I will try to take my time getting the bones of the border worked out first. That will take a year at least with me, budget wise as well as making my mind up
I have put in a few Hebes but the rest will be dahlias or plants grown from seed, so I will have to wait to see what looks good/germinates.
So much potential
There are some nice ideas there figrat.
I love Hebes Kate, so easy to grow and I have a few that I can propagate from
I will also check out figrat's options and certainly propagate the Vb. I have this in two locations in my garden and I'm lucky to have a large selection of shrubs and perennials that I can make more from (already eyeing up my Euphorbia characias subsp. wulfenii in the opposite border because I like repeats and wave plantings.
I've always wanted a smoke bush but didn't have a location before now, so maybe one of those.
The really daunting part is making the right choices with the bones, because those are this things you have to live with and work the rest around. I think if you get the bones right, the rest comes with time.

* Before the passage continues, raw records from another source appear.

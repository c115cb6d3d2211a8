//! Tessera Command-Line Demos
//!
//! Loads records from JSON files into a catalog or config manager, or drives
//! a pub-sub handler over the loopback transport, and prints the result.

mod commands;
mod error;
mod formatter;

use clap::{Parser, Subcommand};
use formatter::OutputFormat;
use std::path::PathBuf;
use tessera::Mode;

/// Tessera Command-Line Demos
#[derive(Parser, Debug)]
#[command(name = "tessera")]
#[command(version, about = "Tessera catalog, config, and pub-sub demos")]
pub struct Args {
    /// Output format
    #[arg(long, default_value = "text", value_enum, global = true)]
    pub format: OutputFormat,

    #[command(subcommand)]
    pub command: Command,
}

#[derive(Subcommand, Debug)]
pub enum Command {
    /// Insert a JSON array of entities into a catalog and list them in order
    Catalog {
        /// JSON file holding an array of objects with an integer "id"
        #[arg(short, long)]
        file: PathBuf,
    },

    /// Add a JSON array of config records and optionally activate one
    Config {
        /// JSON file holding an array of objects with "version" and "status"
        #[arg(short, long)]
        file: PathBuf,

        /// Version to activate after loading
        #[arg(long)]
        activate: Option<i64>,
    },

    /// Run a handler through connect, subscribe, publish, and disconnect
    Pubsub {
        /// Handler mode: sub, pub, or dual
        #[arg(long, default_value = "dual")]
        mode: Mode,

        /// Channel to subscribe and publish on
        #[arg(long, default_value = "demo")]
        channel: String,

        /// Message to publish (repeatable)
        #[arg(short, long)]
        message: Vec<String>,
    },
}

#[tokio::main]
async fn main() {
    // Initialize tracing
    tracing_subscriber::fmt()
        .with_env_filter(
            tracing_subscriber::EnvFilter::try_from_default_env()
                .unwrap_or_else(|_| "tessera_cli=info".into()),
        )
        .with_writer(std::io::stderr)
        .init();

    let args = Args::parse();

    if let Err(e) = run(args).await {
        eprintln!("Error: {}", e);
        std::process::exit(1);
    }
}

async fn run(args: Args) -> Result<(), Box<dyn std::error::Error>> {
    tracing::debug!(format = %args.format, "starting");

    let output = match args.command {
        Command::Catalog { file } => commands::run_catalog(&file, args.format)?,
        Command::Config { file, activate } => commands::run_config(&file, activate, args.format)?,
        Command::Pubsub {
            mode,
            channel,
            message,
        } => commands::run_pubsub(mode, &channel, &message, args.format).await?,
    };

    println!("{}", output);
    Ok(())
}

#[cfg(test)]
mod tests {
    use super::*;

    #[test]
    fn test_parse_pubsub() {
        let argv = ["tessera", "pubsub", "--mode", "sub", "-m", "a", "-m", "b"];
        let args = Args::try_parse_from(argv).unwrap();
        match args.command {
            Command::Pubsub { mode, channel, message } => {
                assert_eq!(mode, Mode::Sub);
                assert_eq!(channel, "demo");
                assert_eq!(message, vec!["a", "b"]);
            }
            other => panic!("unexpected command: {:?}", other),
        }
    }

    #[test]
    fn test_pubsub_has_no_busy_flag() {
        assert!(Args::try_parse_from(["tessera", "pubsub", "--reject-busy"]).is_err());
    }
}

Making my mind up will be the hardest part.
In the past I have been more concerned about growing healthy plants, only just starting to think about design, I understand what you mean about the bones.
This is why I love dancing stipa tennuissima so much. They are a joy through the whole year, even on a foul day like today.
Have to confess, pic not from my garden, but have threaded them through a terrace which I can see from most of my windows.
They've also self seeded in my cobbled patio.
I'm really excited this year too - FINALLY got to plant up both a Hot border and a cool border with plants I've been propagating and nursing for a few years.
You're so right about getting the anchors in place - the things which don't like to be moved or which will mature to greater hights went in first, then the stuff that will grow to bigger clumps and are already quite mature but which can stand dividing in a couple of years, and finally the thinkgs which are easy to propagate and move anytime, like aquilegias and foxgloves.
Managed to get the last lot in 2 weekends ago before the rain started which I'm very pleased about - but now I'm soooo impatient for summer!
Then next year I can do as figrat says and thread grasses through - just need to let it settle in for a season I think.
How would this stipa cope in the wet/coldish north west?